Ayer le pregunté a Gaby si creía que debería hablarle, pero ella me dijo que no, que mejor dejara que se me acercara él. “Es mejor”, dijo, “además es el trabajo de los hombres llegarle a las mujeres. Si tú le llegaras a él sería raro”. Pero es que ella no entiende, y se lo dije. No quiero llegarle, y no sé si quiero que Ernesto me llegue. Me gusta más Lucas, el gordito de tercero C, que sí me habla y que es gracioso cuando está conmigo, y me cuenta chistes. Ernesto es raro. Estaba más bien pensando en hablarle y preguntarle por qué me mira tanto, aunque sin reclamárselo, sólo para saberlo. Igual y no es tan raro como yo creo que es y hasta podemos ser amigos. No se ve como una mala persona.

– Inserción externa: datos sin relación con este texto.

//! User-facing texts
//!
//! Every text the widget shows has a default that depends on whether
//! multiple files may be selected. Hosts localise or rebrand by supplying
//! overrides keyed by field name (`after_upload_success`, `upload_button`, ...).

use serde::{Deserialize, Serialize};
use std::collections::BTreeMap;
use tracing::warn;

/// Resolved set of texts shown by the presentation layer
#[derive(Debug, Clone, PartialEq, Eq, Serialize, Deserialize)]
pub struct Labels {
    /// Caption of the file picker button
    pub select_file_button: String,
    /// Caption of the reset button
    pub reset_button: String,
    /// Caption of the upload button
    pub upload_button: String,
    /// Text inside the drop zone
    pub drag_n_drop_box: String,
    /// Caption of the paper-clip trigger in attach-pin mode
    pub attach_pin_button: String,
    /// Shown while an upload is running
    pub please_wait_message: String,
    /// Status message after a successful upload
    pub after_upload_success: String,
    /// Status message after a failed upload
    pub after_upload_error: String,
    /// Prefix for the size limit hint
    pub size_limit: String,
}

impl Labels {
    /// Default texts for single or multiple selection
    #[must_use]
    pub fn defaults(multiple: bool) -> Self {
        Self {
            select_file_button: if multiple { "Select Files" } else { "Select File" }.to_string(),
            reset_button: "Reset".to_string(),
            upload_button: "Upload".to_string(),
            drag_n_drop_box: "Drag N Drop".to_string(),
            attach_pin_button: if multiple {
                "Attach Files..."
            } else {
                "Attach File..."
            }
            .to_string(),
            please_wait_message: "Please wait until file is uploaded".to_string(),
            after_upload_success: "Successfully Uploaded !".to_string(),
            after_upload_error: "Upload Failed !".to_string(),
            size_limit: "Size Limit".to_string(),
        }
    }

    /// Defaults merged with host overrides
    ///
    /// Unknown keys are logged and ignored.
    #[must_use]
    pub fn resolve(multiple: bool, overrides: &BTreeMap<String, String>) -> Self {
        let mut labels = Self::defaults(multiple);
        for (key, value) in overrides {
            if let Some(slot) = labels.slot_mut(key) {
                slot.clone_from(value);
            } else {
                warn!(key = %key, "Ignoring unknown label override");
            }
        }
        labels
    }

    fn slot_mut(&mut self, key: &str) -> Option<&mut String> {
        let slot = match key {
            "select_file_button" => &mut self.select_file_button,
            "reset_button" => &mut self.reset_button,
            "upload_button" => &mut self.upload_button,
            "drag_n_drop_box" => &mut self.drag_n_drop_box,
            "attach_pin_button" => &mut self.attach_pin_button,
            "please_wait_message" => &mut self.please_wait_message,
            "after_upload_success" => &mut self.after_upload_success,
            "after_upload_error" => &mut self.after_upload_error,
            "size_limit" => &mut self.size_limit,
            _ => return None,
        };
        Some(slot)
    }
}
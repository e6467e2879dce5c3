//! Integration tests for the check command

use file_uploader::validation::ValidationError;
use file_uploader_cli::{CheckCommand, PolicyArgs};
use std::fs;
use tempfile::TempDir;

fn write(dir: &TempDir, name: &str, size: usize) -> std::path::PathBuf {
    let path = dir.path().join(name);
    fs::write(&path, vec![b'x'; size]).unwrap();
    path
}

/// Test that files are split by extension and size
#[test]
fn test_check_classifies_files() {
    let dir = TempDir::new().unwrap();
    let small = write(&dir, "small.txt", 10);
    let large = write(&dir, "large.txt", 1_024_001);
    let script = write(&dir, "run.sh", 10);

    let command = CheckCommand {
        files: vec![small, large, script],
        policy: PolicyArgs {
            max_size_mb: Some(1),
            ..PolicyArgs::default()
        },
    };
    let outcome = command.run().unwrap();

    assert_eq!(outcome.accepted.len(), 1);
    assert_eq!(outcome.accepted[0].name(), "small.txt");
    assert_eq!(outcome.rejected.len(), 2);
    assert_eq!(outcome.rejected[0].file_name, "large.txt");
    assert_eq!(outcome.rejected[0].reason, ValidationError::InvalidSize);
    assert_eq!(outcome.rejected[0].formatted_size, "1.00 MB");
    assert_eq!(outcome.rejected[1].reason, ValidationError::InvalidFormat);
}

/// Test that the policy can come from a configuration file
#[test]
fn test_check_reads_policy_from_config_file() {
    let dir = TempDir::new().unwrap();
    let config = dir.path().join("uploader.toml");
    fs::write(&config, "allowed_extensions = [\"sh\"]\n").unwrap();
    let script = write(&dir, "run.sh", 10);
    let notes = write(&dir, "notes.txt", 10);

    let command = CheckCommand {
        files: vec![script, notes],
        policy: PolicyArgs {
            config: Some(config),
            ..PolicyArgs::default()
        },
    };
    let outcome = command.run().unwrap();

    assert_eq!(outcome.accepted.len(), 1);
    assert_eq!(outcome.rejected[0].file_name, "notes.txt");
}

/// Test that a missing file aborts the command
#[test]
fn test_check_missing_file() {
    let dir = TempDir::new().unwrap();
    let command = CheckCommand {
        files: vec![dir.path().join("absent.txt")],
        policy: PolicyArgs::default(),
    };
    assert!(command.run().is_err());
}
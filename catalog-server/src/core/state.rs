//! Server state

use sqlx::SqlitePool;

use crate::core::Config;
use crate::db::DbService;
use crate::services::{CatalogService, ImageStore};
use crate::utils::AppError;

/// 服务器状态 - 持有所有服务的共享引用
///
/// 使用 Arc 语义的浅拷贝组件 (pool, services)，Clone 成本极低。
#[derive(Clone)]
pub struct ServerState {
    /// 服务器配置
    pub config: Config,
    /// SQLite 连接池
    pub pool: SqlitePool,
    /// 图片存储
    pub images: ImageStore,
    /// 目录服务
    pub catalog: CatalogService,
}

impl ServerState {
    /// Build the full service graph from configuration
    pub async fn initialize(config: &Config) -> Result<Self, AppError> {
        std::fs::create_dir_all(&config.work_dir)
            .map_err(|e| AppError::internal(format!("Failed to create work dir: {e}")))?;

        let db = DbService::new(&config.database_path()).await?;
        let images = ImageStore::new(config.uploads_dir());
        let catalog = CatalogService::new(db.pool.clone(), images.clone(), config.policy());

        Ok(Self {
            config: config.clone(),
            pool: db.pool,
            images,
            catalog,
        })
    }
}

Gaby sólo me miró como si estuviera loca y me dijo “qué rara eres, Lau”.

Ya no está ahí. Quién sabe a dónde se fue; siempre hace lo mismo. Desaparece tan pronto como aparece. Qué raro es Ernesto.


Hoy fue un día extraño. Primero estaba con Gaby, Dona y Yoli, y entonces llegó Fer ahí al patio, al lugar en el que siempre me junto con mis amigas, y me dio un papelito doblado y me dijo que lo leyera cuando estuviera sola. Fer es la novia de Oscar, uno de los amigos de Ernesto, o eso me dijo Dona. Seguro que sí porque a veces los veo caminando juntos, con Arturo y Ernesto, como hacen tantas bolitas de la escuela durante el recreo, platicando de quién sabe qué.

Cuando Fer se fue me quedé toda sacada de onda. Yoli se movió muy rápido e intentó quitarme el papelito, pero yo fui más rápida y lo alcé y me hice a un lado, para que no pudiera agarrarlo, porque es mi papelito, y eso le dije.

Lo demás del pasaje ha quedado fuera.